Syarwani menjelaskan, kerja sama ini difokuskan pada pengintegrasian data wajib pajak dengan data pertanahan berbasis Nomor Induk Bidang (NIB) dan Nomor Induk Kependudukan (NIK). Dengan demikian, data Surat Pemberitahuan Pajak Terutang (SPPT) yang diterbitkan pemerintah daerah akan selaras dengan data kepemilikan tanah yang tercatat di BPN.
“Validasi data ini sangat penting untuk memastikan dan mengetahui wajib pajak, khususnya yang berkaitan dengan Pajak Bumi dan Bangunan. Kita ingin tidak ada lagi kesalahan dalam nama kepemilikan sertifikat maupun bidang tanah,” tegasnya.
Ia menambahkan, penguatan basis data tersebut juga didukung oleh program Pendaftaran Tanah Sistematis Lengkap (PTSL) yang telah berjalan di Bulungan sejak 2017. Melalui program nasional tersebut, sertifikasi bidang tanah di Bulungan dinilai sudah semakin kuat dan akurat.
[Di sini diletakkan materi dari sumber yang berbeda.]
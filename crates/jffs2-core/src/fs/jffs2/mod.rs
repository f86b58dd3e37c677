/// JFFS2 dump analysis
///
/// The medium is a flat append log of versioned nodes with no directory
/// table. Analysis scans every node, decodes it, and indexes the results
/// by inode and by parent directory; the tree, the timeline and every
/// file's content history are all derived from that index.
use serde::{Deserialize, Serialize};

pub mod compression;
pub mod crc;
pub mod index;
pub mod nodes;
pub mod scanner;

pub use compression::{decompress_node, CompressionMethod, Decompressed, Decompressor};
pub use crc::HeaderCheck;
pub use index::FilesystemIndex;
pub use nodes::{decode_node, DirentNode, InodeNode, Jffs2Node, NodeKind, OpaqueNode};
pub use scanner::{DiagnosticKind, NodeScanner, RawNode, ScanDiagnostic, NODE_MAGIC};

use super::common::{DumpImage, Endianness};
use crate::error::{Jffs2Error, Result};
use crate::recovery::history::{self, FileHistory};
use crate::recovery::tree::{ChildEntry, TreeEntry, TreeView};
use crate::timeline::Timeline;

/// Scan and reconstruction settings
#[derive(Debug, Clone, Serialize, Deserialize)]
pub struct ScanConfig {
    pub endianness: Endianness,
    pub header_check: HeaderCheck,
    /// Upper bound on a reconstructed file and on one decompressed payload
    pub max_file_size: u64,
    /// Reconstruct independent inodes on the rayon pool
    pub parallel_processing: bool,
}

impl Default for ScanConfig {
    fn default() -> Self {
        Self {
            endianness: Endianness::Big,
            header_check: HeaderCheck::Skip,
            max_file_size: 1024 * 1024 * 1024, // 1GB
            parallel_processing: true,
        }
    }
}

/// A scanned and indexed dump
#[derive(Debug)]
pub struct Jffs2Filesystem {
    config: ScanConfig,
    index: FilesystemIndex,
    diagnostics: Vec<ScanDiagnostic>,
    image_size: u64,
    erased_bytes: u64,
}

impl Jffs2Filesystem {
    /// Scan, decode and index a whole dump held in memory
    pub fn from_bytes(data: &[u8], config: ScanConfig) -> Result<Self> {
        if data.is_empty() {
            return Err(Jffs2Error::EmptyImage);
        }

        let outcome = NodeScanner::new(config.endianness, config.header_check).scan(data);
        let mut diagnostics = outcome.diagnostics;

        let nodes: Vec<Jffs2Node> = outcome
            .nodes
            .iter()
            .map(|raw| match decode_node(raw, config.endianness) {
                Ok(node) => node,
                Err(short) => {
                    let diagnostic = ScanDiagnostic {
                        offset: raw.offset,
                        kind: DiagnosticKind::ShortPayload {
                            kind: short.kind,
                            needed: short.needed,
                            available: short.available,
                        },
                    };
                    tracing::warn!("jffs2: {}", diagnostic);
                    diagnostics.push(diagnostic);
                    Jffs2Node::opaque(raw)
                }
            })
            .collect();
        diagnostics.sort_by_key(|d| d.offset);

        let index = FilesystemIndex::build(nodes);

        tracing::info!(
            "jffs2: {} bytes scanned, {} nodes, {} diagnostics",
            data.len(),
            index.nodes().len(),
            diagnostics.len()
        );

        Ok(Self {
            config,
            index,
            diagnostics,
            image_size: data.len() as u64,
            erased_bytes: outcome.erased_bytes,
        })
    }

    /// Map a dump file and analyze it
    pub fn open<P: AsRef<std::path::Path>>(path: P, config: ScanConfig) -> anyhow::Result<Self> {
        let image = DumpImage::open(path.as_ref())?;
        tracing::info!(
            "jffs2: opened {} ({} bytes)",
            path.as_ref().display(),
            image.size()
        );
        Ok(Self::from_bytes(image.bytes(), config)?)
    }

    pub fn config(&self) -> &ScanConfig {
        &self.config
    }

    pub fn index(&self) -> &FilesystemIndex {
        &self.index
    }

    /// Corruption and decode anomalies in dump order
    pub fn diagnostics(&self) -> &[ScanDiagnostic] {
        &self.diagnostics
    }

    pub fn image_size(&self) -> u64 {
        self.image_size
    }

    pub fn erased_bytes(&self) -> u64 {
        self.erased_bytes
    }

    pub fn list_root_inodes(&self) -> Vec<u32> {
        self.tree_view().list_root_inodes()
    }

    pub fn list_children(&self, parent_inode: u32) -> Vec<ChildEntry> {
        self.tree_view().list_children(parent_inode)
    }

    /// Flattened hierarchy listing from every root
    pub fn tree(&self) -> Vec<TreeEntry> {
        self.tree_view().walk()
    }

    pub fn path_of(&self, inode: u32) -> Option<std::path::PathBuf> {
        self.tree_view().path_of(inode)
    }

    pub fn tree_view(&self) -> TreeView<'_> {
        TreeView::new(&self.index)
    }

    pub fn timeline(&self) -> Timeline {
        Timeline::from_index(&self.index)
    }

    /// Every content revision of `inode` and the names it was known by
    pub fn file_history(&self, inode: u32) -> Result<FileHistory> {
        history::file_history(&self.index, inode, self.config.max_file_size)
    }

    /// Histories of every inode with data nodes, ascending
    pub fn all_file_histories(&self) -> Vec<(u32, Result<FileHistory>)> {
        history::all_file_histories(
            &self.index,
            self.config.max_file_size,
            self.config.parallel_processing,
        )
    }

    /// Dirents recorded inside `parent_inode`, version order
    pub fn dentry_history(&self, parent_inode: u32) -> Vec<&DirentNode> {
        self.index.dent_sorted(parent_inode)
    }

    /// Data nodes of `inode`, version order
    pub fn inode_history(&self, inode: u32) -> Vec<&InodeNode> {
        self.index.ino_sorted(inode)
    }

    /// Both record histories of `inode` as JSON, for diagnostic dumps
    pub fn records_json(&self, inode: u32) -> serde_json::Result<String> {
        #[derive(Serialize)]
        struct Records<'a> {
            dirents: Vec<&'a DirentNode>,
            inodes: Vec<&'a InodeNode>,
        }
        serde_json::to_string_pretty(&Records {
            dirents: self.dentry_history(inode),
            inodes: self.inode_history(inode),
        })
    }
}

/// Guess the byte order of a dump from its first non-erased word
///
/// The magic bytes read the same in both orders, so the node type field
/// decides: it must name a known node kind with a compatibility flag set.
/// Returns `None` when the buffer is erased or does not open with a node
/// header.
pub fn detect_endianness(data: &[u8]) -> Option<Endianness> {
    let first = data.iter().position(|&b| b != 0xFF)? & !3;
    let header = data.get(first..first + 4)?;
    if header[..2] != NODE_MAGIC {
        return None;
    }

    let plausible = |tag: u16| {
        tag & !nodes::TYPE_MASK != 0 && !matches!(NodeKind::from_tag(tag), NodeKind::Unknown(_))
    };
    let tag_bytes = [header[2], header[3]];
    if plausible(u16::from_be_bytes(tag_bytes)) {
        Some(Endianness::Big)
    } else if plausible(u16::from_le_bytes(tag_bytes)) {
        Some(Endianness::Little)
    } else {
        None
    }
}

/// Whether `data` looks like a JFFS2 dump in the given byte order
pub fn looks_like_jffs2(data: &[u8], endianness: Endianness) -> bool {
    detect_endianness(data) == Some(endianness)
}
Program PTSL sendiri merupakan salah satu program prioritas nasional yang diluncurkan pada masa pemerintahan Presiden Joko Widodo, dan penyerahan sertifikat tanah di Bulungan pernah dilakukan langsung oleh Presiden pada 2017 lalu.
“Data yang dikeluarkan BPN sekarang sudah berbasis digital, dilengkapi titik koordinat yang lebih akurat dan komprehensif. Ini tentu jauh lebih baik dibanding produk sertifikat sebelumnya,” jelas Syarwani.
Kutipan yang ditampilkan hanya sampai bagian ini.